Ngegosip memang nggak cuma didominasi oleh kaum cewek. Cowok pun ternyata tanpa disadari juga demen bergosip, lho. Tujuan semula yang tadinya mau berempati terhadap masalah yang dialami orang lain, akhirnya bisa jadi gosip hanya karena kita nggak sanggup mengendalikan keinginan hati dan mulut. Ngegosip memang hal yang paling nggak susah buat dilakukan dan paling menyenangkan. Hanya dengan sekali sentil, jadilah gosip itu.
Nggak hanya itu, berlama-lama tinggal dalam sebuah percakapan yang nggak terkendali memang sangat rentan bikin empati itu jadi. Balik lagi, obrolan itu jadi nggak terkendali alias jadi ngegosip karena kita nggak mampu untuk menjaga mulut. Apalagi yang namanya gosip, makin digosok, makin sip. Ingat nggak yang firman Tuhan pernah bilang? Kalau sobat muda membaca Yakobus 3:5-9, kita bisa melihat dengan jelas, kalau lidah itu nggak cuma bisa buat kita memberkati orang lain, tapi juga bisa membuat kita mengutuk orang lain pula. Intinya, kalau kita nggak sanggup menahan diri, menjaga mulut kita, yang tadinya berempati bisa benar-benar jadi gosip. Jadi makin berdosalah kita.

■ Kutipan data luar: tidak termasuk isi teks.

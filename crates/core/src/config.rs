use std::env;
use std::fs;
use std::path::{Path, PathBuf};
use std::time::Duration;

use anyhow::{Context, Result};
use serde::{Deserialize, Serialize};

use crate::backend::InferenceBackend;

const CONFIG_FILE_NAME: &str = "config.toml";
const ENV_DATA_DIR: &str = "VIDGEN_DATA_DIR";

pub const ENV_MODEL_PATH: &str = "MODEL_PATH";
pub const ENV_UPSCALE_MODEL: &str = "UP_SCALE_MODEL_CKPT";
pub const ENV_API_KEY: &str = "OPENAI_API_KEY";
pub const ENV_BASE_URL: &str = "OPENAI_BASE_URL";
pub const ENV_PORT: &str = "PORT";

#[derive(Debug, Clone, Default, Serialize, Deserialize, PartialEq)]
#[serde(default)]
pub struct AppConfig {
    pub server: ServerConfig,
    pub paths: PathsConfig,
    pub generation: GenerationConfig,
    pub upscale: UpscaleConfig,
    pub enhance: EnhanceConfig,
    pub housekeeping: HousekeepingConfig,
    pub export: ExportConfig,
}

#[derive(Debug, Clone, Serialize, Deserialize, PartialEq, Eq)]
#[serde(default)]
pub struct ServerConfig {
    pub port: u16,
    pub host: String,
}

#[derive(Debug, Clone, Serialize, Deserialize, PartialEq, Eq)]
#[serde(default)]
pub struct PathsConfig {
    pub output_dir: PathBuf,
    pub model_path: PathBuf,
    /// Upscaling is disabled when unset.
    #[serde(skip_serializing_if = "Option::is_none")]
    pub upscale_model_path: Option<PathBuf>,
    pub trt_cache_dir: PathBuf,
}

#[derive(Debug, Clone, Serialize, Deserialize, PartialEq)]
#[serde(default)]
pub struct GenerationConfig {
    pub default_steps: u32,
    pub default_guidance: f32,
    pub fps: u32,
    pub timeout_secs: u64,
    pub backend: InferenceBackend,
}

#[derive(Debug, Clone, Serialize, Deserialize, PartialEq)]
#[serde(default)]
pub struct UpscaleConfig {
    pub tile: usize,
    pub overlap: usize,
    /// Probed from the model when unset.
    #[serde(skip_serializing_if = "Option::is_none")]
    pub scale: Option<usize>,
    pub value_scale: f32,
}

#[derive(Debug, Clone, Serialize, Deserialize, PartialEq)]
#[serde(default)]
pub struct EnhanceConfig {
    pub base_url: String,
    #[serde(skip_serializing)]
    pub api_key: Option<String>,
    pub model: String,
    pub temperature: f32,
    pub top_p: f32,
    pub max_tokens: u32,
    pub max_attempts: u32,
    pub backoff_ms: u64,
    pub timeout_secs: u64,
}

#[derive(Debug, Clone, Serialize, Deserialize, PartialEq, Eq)]
#[serde(default)]
pub struct HousekeepingConfig {
    pub interval_secs: u64,
    pub retention_secs: u64,
}

#[derive(Debug, Clone, Serialize, Deserialize, PartialEq, Eq)]
#[serde(default)]
pub struct ExportConfig {
    pub crf: u8,
    pub gif_fps: u32,
    pub gif_height: u32,
}

impl Default for ServerConfig {
    fn default() -> Self {
        Self {
            port: 7870,
            host: "0.0.0.0".to_string(),
        }
    }
}

impl Default for PathsConfig {
    fn default() -> Self {
        Self {
            output_dir: PathBuf::from("output"),
            model_path: PathBuf::from("models/text2video.onnx"),
            upscale_model_path: None,
            trt_cache_dir: PathBuf::from("trt_cache"),
        }
    }
}

impl Default for GenerationConfig {
    fn default() -> Self {
        Self {
            default_steps: 50,
            default_guidance: 6.0,
            fps: 8,
            timeout_secs: 1800,
            backend: InferenceBackend::default(),
        }
    }
}

impl Default for UpscaleConfig {
    fn default() -> Self {
        Self {
            tile: crate::tiling::DEFAULT_TILE_SIZE,
            overlap: crate::tiling::DEFAULT_TILE_OVERLAP,
            scale: None,
            value_scale: 1.0,
        }
    }
}

impl Default for EnhanceConfig {
    fn default() -> Self {
        Self {
            base_url: "https://api.openai.com/v1".to_string(),
            api_key: None,
            model: "glm-4-0520".to_string(),
            temperature: 0.01,
            top_p: 0.7,
            max_tokens: 200,
            max_attempts: 3,
            backoff_ms: 500,
            timeout_secs: 30,
        }
    }
}

impl Default for HousekeepingConfig {
    fn default() -> Self {
        Self {
            interval_secs: 600,
            retention_secs: 600,
        }
    }
}

impl Default for ExportConfig {
    fn default() -> Self {
        Self {
            crf: 18,
            gif_fps: 8,
            gif_height: 240,
        }
    }
}

impl GenerationConfig {
    pub fn timeout(&self) -> Duration {
        Duration::from_secs(self.timeout_secs)
    }
}

impl EnhanceConfig {
    pub fn backoff(&self) -> Duration {
        Duration::from_millis(self.backoff_ms)
    }

    pub fn timeout(&self) -> Duration {
        Duration::from_secs(self.timeout_secs)
    }

    /// A blank key counts as no key.
    pub fn has_api_key(&self) -> bool {
        self.api_key
            .as_deref()
            .is_some_and(|key| !key.trim().is_empty())
    }
}

impl HousekeepingConfig {
    pub fn interval(&self) -> Duration {
        Duration::from_secs(self.interval_secs)
    }

    pub fn retention(&self) -> Duration {
        Duration::from_secs(self.retention_secs)
    }
}

impl AppConfig {
    pub fn load_from_path(path: &Path) -> Result<Self> {
        if !path.exists() {
            return Ok(Self::default());
        }

        let raw = fs::read_to_string(path)
            .with_context(|| format!("failed to read config file: {}", path.display()))?;

        if raw.trim().is_empty() {
            return Ok(Self::default());
        }

        toml::from_str(&raw)
            .with_context(|| format!("failed to parse config TOML: {}", path.display()))
    }

    pub fn save_to_path(&self, path: &Path) -> Result<()> {
        let parent = path
            .parent()
            .context("config path does not have a parent directory")?;
        fs::create_dir_all(parent)
            .with_context(|| format!("failed to create config directory: {}", parent.display()))?;

        let encoded = toml::to_string_pretty(self).context("failed to serialize config TOML")?;
        fs::write(path, encoded)
            .with_context(|| format!("failed to write config file: {}", path.display()))?;

        Ok(())
    }

    /// Overlay deployment variables on top of file values.
    pub fn apply_env_overrides<F>(&mut self, lookup: F) -> Result<()>
    where
        F: Fn(&str) -> Option<String>,
    {
        let non_empty = |name: &str| lookup(name).filter(|value| !value.trim().is_empty());

        if let Some(path) = non_empty(ENV_MODEL_PATH) {
            self.paths.model_path = PathBuf::from(path);
        }
        if let Some(path) = non_empty(ENV_UPSCALE_MODEL) {
            self.paths.upscale_model_path = Some(PathBuf::from(path));
        }
        if let Some(key) = non_empty(ENV_API_KEY) {
            self.enhance.api_key = Some(key);
        }
        if let Some(url) = non_empty(ENV_BASE_URL) {
            self.enhance.base_url = url;
        }
        if let Some(port) = non_empty(ENV_PORT) {
            self.server.port = port
                .trim()
                .parse()
                .with_context(|| format!("invalid {ENV_PORT} value: {port}"))?;
        }
        Ok(())
    }

    pub fn apply_process_env(&mut self) -> Result<()> {
        self.apply_env_overrides(|name| env::var(name).ok())
    }
}

/// Resolve the data directory with 3-tier priority:
/// 1. CLI override if provided
/// 2. VIDGEN_DATA_DIR environment variable
/// 3. Default: ./data
pub fn data_dir(cli_override: Option<&Path>) -> PathBuf {
    if let Some(path) = cli_override {
        return path.to_path_buf();
    }

    if let Some(env_dir) = env::var_os(ENV_DATA_DIR) {
        return PathBuf::from(env_dir);
    }

    PathBuf::from("data")
}

pub fn config_path(data_dir: &Path) -> PathBuf {
    data_dir.join(CONFIG_FILE_NAME)
}

/// Create the data directory and a default config.toml on first run.
pub fn initialize_data_dir(data_dir: &Path) -> Result<()> {
    if !data_dir.exists() {
        fs::create_dir_all(data_dir)
            .with_context(|| format!("failed to create data directory: {}", data_dir.display()))?;
    }

    let cfg_path = config_path(data_dir);
    if !cfg_path.exists() {
        AppConfig::default().save_to_path(&cfg_path)?;
    }

    Ok(())
}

Hati-hati gunakan mulutmu!
Masih ingat dengan lagu sekolah minggu, “Hati-hati gunakan mulutmu...” Seperti itulah yang mestinya kita lakukan supaya nggak terjebak dengan dunia pergosipan. Lidah memang tak bertulang. Sebentar berempati, nggak sampai lima menit sudah jadi bergosip. So, kalau sobat muda ingin sungguh-sungguh berempati dengan orang lain yang sedang kesusahan, mesti kudu waspada biar nggak kejebak jadi biang gosip. Jaga hati, jaga mulut, biar nggak kelepasan jadi ngomongin orang lain.
Ada beberapa tips buat sobat muda biar nggak kejebak jadi bergosip. First, harus tetap ingat bagaimana perasaan orang yang sedang dibicarakan. Remember, kalau kita sebenarnya tengah bersimpati dengan persoalan yang sedang dihadapinya. Bayangkan saja kalau hal itu terjadi pada diri kita. Rasanya pasti menyakitkan, bukan? Bukannya mendapat simpati, yang ada justru malah digosipin.
Second, kalau obrolannya sudah terlalu lama dan mulai menjurus ke arah bergosip, segera alihkan pembicaraan ke topik yang lain. Sebisa mungkin cobalah untuk menghindari agar jangan sampai upaya kita berempati malah jadi bergosip. Third, jangan lupa, ingatkan teman ngobrol kita saat pembicaraan mulai menjurus ke arah pergosipan. Fourth, kalau sampai semua upaya kita nggak ada hasil, mending cepat-capat kabur dan tinggalkan saja obrolan gosip yang nggak berguna. Dari pada sobat muda jadi nambah dosa, lebih baik kita menghindarinya, bukan?
 Well guys, kalau kita memang pengen berempati dengan persoalan yang dialami oleh orang lain, wujudkanlah itu dengan niat hati yang tulus. Sungguh-sungguh karena kita memang benar-benar mau bersimpati, ikut berbela rasa dengan apa yang tengah dialaminya. Selebihnya, jangan pernah gunakan itu sebagai materi bergosip, sebab dengan demikian sama halnya kita tengah menari di atas penderitaan orang lain. Okay?(ika)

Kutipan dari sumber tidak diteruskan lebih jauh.